Fenitrothion neurotoxicity was assessed in the Hershberger assay through measurements of motor activity as well as brain region and whole blood acetylcholinesterase activity. Both doses of fenitrothion reduced motor activity up to about 50% of total movements in controls. Whole blood acetylcholinesterase activity was significantly inhibited only by 30 mg fenitrothion/kg/day (60% of control). Brain region-specific changes were marked, however. Acetylcholinesterase activities of the striatal, hippocampal, and frontal cortex were inhibited by 15 mg fenitrothion/kg/day (12–22% of control) and 30 mg fenitrothion/kg/day (6–14% of control). Excess salivation and muscle tremors were also noted. These data for neurotoxicity clearly indicated the fenitrothion treated rats were in cholinergic stress. Use of castrated rats provided with exogenous androgen eliminated normal feedback loops of the hypothalamic-pituitary-gonadal axis. Still, as recognized by the authors, the potential role of cholinergic stress in antiandrogenic activity of fenitrothion remained uncertain.
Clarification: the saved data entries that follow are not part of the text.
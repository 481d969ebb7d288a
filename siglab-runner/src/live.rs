//! The live polling cycle.
//!
//! One cycle walks the configured symbols: fetch, scan, dedup, size, and
//! hand the newest signal to the executor. A dry run takes every decision
//! identically and stops just short of placement, so its report can be
//! diffed against a live run. Collaborators (broker, notification channel)
//! enter through traits; the notifier is best-effort and never fatal.

use chrono::{DateTime, Datelike, Utc, Weekday};
use thiserror::Error;
use tracing::{debug, info, warn};

use siglab_core::confluence::{generate_signals, SymbolCandles};
use siglab_core::data::CandleProvider;
use siglab_core::domain::{Direction, Timeframe};
use siglab_core::indicators::rolling_std;
use siglab_core::memory::SignalMemory;

use crate::config::RunConfig;
use crate::ledger::{append_live_trade, LiveTradeRecord};

/// Broker-facing order side.
#[derive(Debug, Clone, Copy, PartialEq, Eq)]
pub enum OrderSide {
    Buy,
    Sell,
}

impl OrderSide {
    pub fn as_str(&self) -> &'static str {
        match self {
            OrderSide::Buy => "buy",
            OrderSide::Sell => "sell",
        }
    }
}

impl From<Direction> for OrderSide {
    fn from(direction: Direction) -> Self {
        match direction {
            Direction::Long => OrderSide::Buy,
            Direction::Short => OrderSide::Sell,
        }
    }
}

/// A fully sized bracket order handed to the executor.
#[derive(Debug, Clone, PartialEq)]
pub struct OrderRequest {
    pub symbol: String,
    pub side: OrderSide,
    pub lot_size: f64,
    pub stop_loss: f64,
    pub take_profit: f64,
}

/// A successful placement.
#[derive(Debug, Clone, Copy, PartialEq)]
pub struct Fill {
    pub price: f64,
    pub order_id: u64,
}

#[derive(Debug, Error)]
pub enum ExecutionError {
    #[error("order rejected: {0}")]
    Rejected(String),

    #[error("broker unavailable: {0}")]
    Unavailable(String),
}

#[derive(Debug, Error)]
pub enum NotifyError {
    #[error("notification failed: {0}")]
    Send(String),
}

/// Order execution collaborator. No retries happen here; a failure
/// surfaces in the cycle report and the signal stays unmarked.
pub trait TradeExecutor {
    fn place(&self, request: &OrderRequest) -> Result<Fill, ExecutionError>;
}

/// Outbound text alerts, best-effort.
pub trait Notifier {
    fn notify(&self, message: &str) -> Result<(), NotifyError>;
}

/// Why a symbol produced no placement this cycle.
#[derive(Debug, Clone, PartialEq, Eq)]
pub enum SkipReason {
    /// The candle source itself failed for this symbol.
    ProviderFailure(String),
    /// A timeframe came back empty.
    MissingData(Timeframe),
    NoSignal,
    AlreadyTraded,
    VolatilityUndefined,
    DegenerateStop,
    ExecutionFailed(String),
}

/// The terminal state of one symbol in one cycle.
#[derive(Debug, Clone, PartialEq)]
pub enum CycleOutcome {
    Placed { request: OrderRequest, fill: Fill },
    /// Dry run: every check passed, placement withheld.
    WouldPlace { request: OrderRequest },
    Skipped(SkipReason),
}

#[derive(Debug, Clone, PartialEq)]
pub struct SymbolAction {
    pub symbol: String,
    pub outcome: CycleOutcome,
}

/// Everything that happened in one polling cycle.
#[derive(Debug, Clone, Default, PartialEq)]
pub struct CycleReport {
    /// True if the weekend gate halted the cycle before any symbol ran.
    pub halted_for_weekend: bool,
    pub actions: Vec<SymbolAction>,
}

fn round2(value: f64) -> f64 {
    (value * 100.0).round() / 100.0
}

fn is_weekend(now: DateTime<Utc>) -> bool {
    matches!(now.weekday(), Weekday::Sat | Weekday::Sun)
}

/// One pass of the live loop. The caller owns the cadence around it.
pub struct LiveCycle<'a> {
    provider: &'a dyn CandleProvider,
    executor: &'a dyn TradeExecutor,
    notifier: Option<&'a dyn Notifier>,
    memory: &'a mut SignalMemory,
    config: &'a RunConfig,
    dry_run: bool,
}

impl<'a> LiveCycle<'a> {
    pub fn new(
        provider: &'a dyn CandleProvider,
        executor: &'a dyn TradeExecutor,
        notifier: Option<&'a dyn Notifier>,
        memory: &'a mut SignalMemory,
        config: &'a RunConfig,
        dry_run: bool,
    ) -> Self {
        Self {
            provider,
            executor,
            notifier,
            memory,
            config,
            dry_run,
        }
    }

    /// Run one cycle over every configured symbol at the given clock.
    pub fn run(&mut self, now: DateTime<Utc>) -> CycleReport {
        if self.config.weekend_gate && is_weekend(now) {
            info!(%now, "weekend gate: market closed, cycle halted");
            return CycleReport {
                halted_for_weekend: true,
                actions: Vec::new(),
            };
        }
        let symbols = self.config.symbols.clone();
        let actions = symbols
            .iter()
            .map(|symbol| SymbolAction {
                symbol: symbol.clone(),
                outcome: self.run_symbol(symbol, now),
            })
            .collect();
        CycleReport {
            halted_for_weekend: false,
            actions,
        }
    }

    fn run_symbol(&mut self, symbol: &str, now: DateTime<Utc>) -> CycleOutcome {
        let skip = |reason: SkipReason| {
            debug!(symbol, ?reason, "symbol skipped");
            CycleOutcome::Skipped(reason)
        };

        let counts = self.config.candles;
        let fetched = (|| {
            Ok::<_, siglab_core::data::ProviderError>(SymbolCandles {
                symbol: symbol.to_string(),
                d1: self.provider.candles(symbol, Timeframe::D1, counts.d1)?,
                h4: self.provider.candles(symbol, Timeframe::H4, counts.h4)?,
                h1: self.provider.candles(symbol, Timeframe::H1, counts.h1)?,
            })
        })();
        let candles = match fetched {
            Ok(candles) => candles,
            Err(err) => {
                warn!(symbol, %err, "candle fetch failed");
                return skip(SkipReason::ProviderFailure(err.to_string()));
            }
        };
        if let Some(timeframe) = candles.missing_timeframe() {
            return skip(SkipReason::MissingData(timeframe));
        }

        let signals = generate_signals(&candles, &self.config.signal);
        let Some(latest) = signals.last() else {
            return skip(SkipReason::NoSignal);
        };

        if self
            .memory
            .already_traded_at(symbol, latest.time, latest.direction, now)
        {
            return skip(SkipReason::AlreadyTraded);
        }

        let closes: Vec<f64> = candles.h1.iter().map(|c| c.close).collect();
        let volatility = rolling_std(&closes, self.config.signal.vol_window);
        let vol = candles
            .h1
            .binary_search_by_key(&latest.time, |c| c.time)
            .ok()
            .and_then(|i| volatility.get(i).copied())
            .unwrap_or(f64::NAN);
        if vol.is_nan() {
            return skip(SkipReason::VolatilityUndefined);
        }

        // live prices go to the broker rounded to 2 decimals
        let entry = latest.entry_price;
        let stop_distance = vol * self.config.backtest.stop_vol_multiple;
        let (stop_loss, take_profit) = match latest.direction {
            Direction::Long => (
                round2(entry - stop_distance),
                round2(entry + stop_distance * self.config.backtest.reward_risk),
            ),
            Direction::Short => (
                round2(entry + stop_distance),
                round2(entry - stop_distance * self.config.backtest.reward_risk),
            ),
        };
        let pip = self.config.pip_table().spec_for(symbol);
        let stop_pips = pip.pips((entry - stop_loss).abs());
        let Some(lot_size) = self.config.account.lot_size(stop_pips, pip.pip_value) else {
            return skip(SkipReason::DegenerateStop);
        };

        let request = OrderRequest {
            symbol: symbol.to_string(),
            side: latest.direction.into(),
            lot_size,
            stop_loss,
            take_profit,
        };
        info!(
            symbol,
            direction = %latest.direction,
            entry,
            stop_loss,
            take_profit,
            lot_size,
            dry_run = self.dry_run,
            "confluence entry ready"
        );
        if self.dry_run {
            return CycleOutcome::WouldPlace { request };
        }

        let fill = match self.executor.place(&request) {
            Ok(fill) => fill,
            Err(err) => {
                warn!(symbol, %err, "trade placement failed");
                return skip(SkipReason::ExecutionFailed(err.to_string()));
            }
        };

        let record = LiveTradeRecord {
            symbol: symbol.to_string(),
            time: now,
            direction: latest.direction,
            lot_size,
            entry_price: fill.price,
            stop_loss,
            take_profit,
            order_id: fill.order_id,
        };
        if let Err(err) = append_live_trade(&self.config.paths.live_log, &record) {
            warn!(symbol, %err, "live ledger append failed");
        }
        if let Err(err) = self
            .memory
            .mark_traded_at(symbol, latest.time, latest.direction, now)
        {
            warn!(symbol, %err, "memory store persist failed");
        }
        if let Some(notifier) = self.notifier {
            let message = format!(
                "{} {} {:.2} lots @ {:.5} (SL {:.5} / TP {:.5})",
                symbol,
                request.side.as_str(),
                lot_size,
                fill.price,
                stop_loss,
                take_profit
            );
            if let Err(err) = notifier.notify(&message) {
                warn!(symbol, %err, "notification failed");
            }
        }
        info!(symbol, order_id = fill.order_id, price = fill.price, "trade placed");
        CycleOutcome::Placed { request, fill }
    }
}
Safe (2000) critically reviewed the epidemiological and experimental evidence for endocrine disruption as a public health risk. The case for increased disease or decreased reproductive performance in humans environmentally exposed to persistent organochlorines was weak. The likelihood that wildlife populations suffered from such contamination was much greater. Since the 1970s uses of persistent organochlorine insecticides have been banned or greatly restricted in the United States. Environmental releases of industrially generated persistent organochlorines have also been greatly reduced over the past 20 to 30 years. The screening battery for endocrine disruptor potential now required was aimed at avoiding a new generation of problem chemicals (EDSTAC, 1998Go).

Organophosphate insecticides are widely applied in agricultural and residential settings. Tamura and colleagues recognized the structural similarity of the organophosphate fenitrothion and two known antiandrogens, the drug flutamide and the herbicide linuron. The highlighted study supports further study of organophosphates as endocrine disruptors; their preliminary work demonstrated antiandrogenic activity of other organophosphates, including methyl parathion, in their transiently transfected HepG2 cell system. Attention to organophosphate potency as a reproductive tract teratogen after in utero exposure was recognized as a priority for application to risk assessment. Incorporation of sex steroid receptors with reporter systems for their activation into the human HepG2 cell line appeared superior to similarly transfected yeast as a screening system for endocrine disruptors. As suggested by EDSTAC (1998), the Hershberger assay was effective for in vivo validation of androgen receptor activation in peripheral tissues. It also allowed direct comparison of fenitrothion potency as an endocrine disruptor and neurotoxin, an important consideration for risk assessment.